THE TASK
In the material below, find the line that contains "pub struct ElasticNetGradientDescent" and the line that contains "use the subgradient", then write out exactly those two lines and everything between them.

SUPPLIED RECORDS

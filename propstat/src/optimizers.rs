// BSD 3-Clause License
//
// Copyright (c) 2025, Propstat
//
// Redistribution and use in source and binary forms, with or without
// modification, are permitted provided that the following conditions are met:
//
// 1. Redistributions of source code must retain the above copyright notice, this
//    list of conditions and the following disclaimer.
//
// 2. Redistributions in binary form must reproduce the above copyright notice,
//    this list of conditions and the following disclaimer in the documentation
//    and/or other materials provided with the distribution.
//
// 3. Neither the name of the copyright holder nor the names of its
//    contributors may be used to endorse or promote products derived from
//    this software without specific prior written permission.
//
// THIS SOFTWARE IS PROVIDED BY THE COPYRIGHT HOLDERS AND CONTRIBUTORS "AS IS"
// AND ANY EXPRESS OR IMPLIED WARRANTIES, INCLUDING, BUT NOT LIMITED TO, THE
// IMPLIED WARRANTIES OF MERCHANTABILITY AND FITNESS FOR A PARTICULAR PURPOSE ARE
// DISCLAIMED. IN NO EVENT SHALL THE COPYRIGHT HOLDER OR CONTRIBUTORS BE LIABLE
// FOR ANY DIRECT, INDIRECT, INCIDENTAL, SPECIAL, EXEMPLARY, OR CONSEQUENTIAL
// DAMAGES (INCLUDING, BUT NOT LIMITED TO, PROCUREMENT OF SUBSTITUTE GOODS OR
// SERVICES; LOSS OF USE, DATA, OR PROFITS; OR BUSINESS INTERRUPTION) HOWEVER
// CAUSED AND ON ANY THEORY OF LIABILITY, WHETHER IN CONTRACT, STRICT LIABILITY,
// OR TORT (INCLUDING NEGLIGENCE OR OTHERWISE) ARISING IN ANY WAY OUT OF THE USE
// OF THIS SOFTWARE, EVEN IF ADVISED OF THE POSSIBILITY OF SUCH DAMAGE.

use ndarray::{Array1, Array2};

use crate::errors::OptimizerError;

pub trait Optimizer {
    fn compute_gradients(
        &self,
        x: &Array2<f64>,
        y: &Array1<f64>,
        weights: &Array1<f64>,
        bias: f64,
    ) -> Result<(Array1<f64>, f64), OptimizerError>;
}

fn validate(
    x: &Array2<f64>,
    y: &Array1<f64>,
    weights: &Array1<f64>,
    bias: f64,
) -> Result<(), OptimizerError> {
    if x.is_empty() || y.is_empty() {
        return Err(OptimizerError::EmptyInput);
    }

    if x.shape()[1] != weights.len() {
        return Err(OptimizerError::DimensionMismatch {
            expected: x.shape()[1],
            actual: weights.len(),
        });
    }

    if x.shape()[0] != y.len() {
        return Err(OptimizerError::DimensionMismatch { expected: x.shape()[0], actual: y.len() });
    }

    if x.iter().any(|&v| !v.is_finite())
        || y.iter().any(|&v| !v.is_finite())
        || weights.iter().any(|&v| !v.is_finite())
        || !bias.is_finite()
    {
        return Err(OptimizerError::InvalidNumericValue);
    }

    Ok(())
}

fn least_squares_gradients(
    x: &Array2<f64>,
    y: &Array1<f64>,
    weights: &Array1<f64>,
    bias: f64,
) -> Result<(Array1<f64>, f64), OptimizerError> {
    let predictions = x.dot(weights) + bias;
    let errors = &predictions - y;
    let grad_weights = x.t().dot(&errors) / x.shape()[0] as f64;
    let grad_bias = errors.mean().ok_or(OptimizerError::NumericalInstability)?;

    if !grad_weights.iter().all(|&v| v.is_finite()) || !grad_bias.is_finite() {
        return Err(OptimizerError::NumericalInstability);
    }

    Ok((grad_weights, grad_bias))
}

pub struct BatchGradientDescent;

impl Optimizer for BatchGradientDescent {
    fn compute_gradients(
        &self,
        x: &Array2<f64>,
        y: &Array1<f64>,
        weights: &Array1<f64>,
        bias: f64,
    ) -> Result<(Array1<f64>, f64), OptimizerError> {
        validate(x, y, weights, bias)?;
        least_squares_gradients(x, y, weights, bias)
    }
}

/// Penalized least-squares gradients. `l1_ratio` selects the penalty shape:
/// 0 is ridge, 1 is lasso, anything in between is an elastic net. The bias
/// term is never penalized.
pub struct ElasticNetGradientDescent {
    pub alpha: f64,
    pub l1_ratio: f64,
}

impl ElasticNetGradientDescent {
    pub fn new(alpha: f64, l1_ratio: f64) -> Self {
        ElasticNetGradientDescent { alpha, l1_ratio }
    }
}

impl Optimizer for ElasticNetGradientDescent {
    fn compute_gradients(
        &self,
        x: &Array2<f64>,
        y: &Array1<f64>,
        weights: &Array1<f64>,
        bias: f64,
    ) -> Result<(Array1<f64>, f64), OptimizerError> {
        validate(x, y, weights, bias)?;

        let (grad_weights, grad_bias) = least_squares_gradients(x, y, weights, bias)?;

        // L2 part is differentiable; for the L1 part use the subgradient
        // sign(w), which is 0 at w = 0 so dropped weights stay dropped.
        let penalty = weights.mapv(|w| {
            let l1 = if w == 0.0 { 0.0 } else { w.signum() };
            self.alpha * ((1.0 - self.l1_ratio) * w + self.l1_ratio * l1)
        });

        Ok((grad_weights + penalty, grad_bias))
    }
}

RESPONSE
pub struct ElasticNetGradientDescent {
    pub alpha: f64,
    pub l1_ratio: f64,
}

impl ElasticNetGradientDescent {
    pub fn new(alpha: f64, l1_ratio: f64) -> Self {
        ElasticNetGradientDescent { alpha, l1_ratio }
    }
}

impl Optimizer for ElasticNetGradientDescent {
    fn compute_gradients(
        &self,
        x: &Array2<f64>,
        y: &Array1<f64>,
        weights: &Array1<f64>,
        bias: f64,
    ) -> Result<(Array1<f64>, f64), OptimizerError> {
        validate(x, y, weights, bias)?;

        let (grad_weights, grad_bias) = least_squares_gradients(x, y, weights, bias)?;

        // L2 part is differentiable; for the L1 part use the subgradient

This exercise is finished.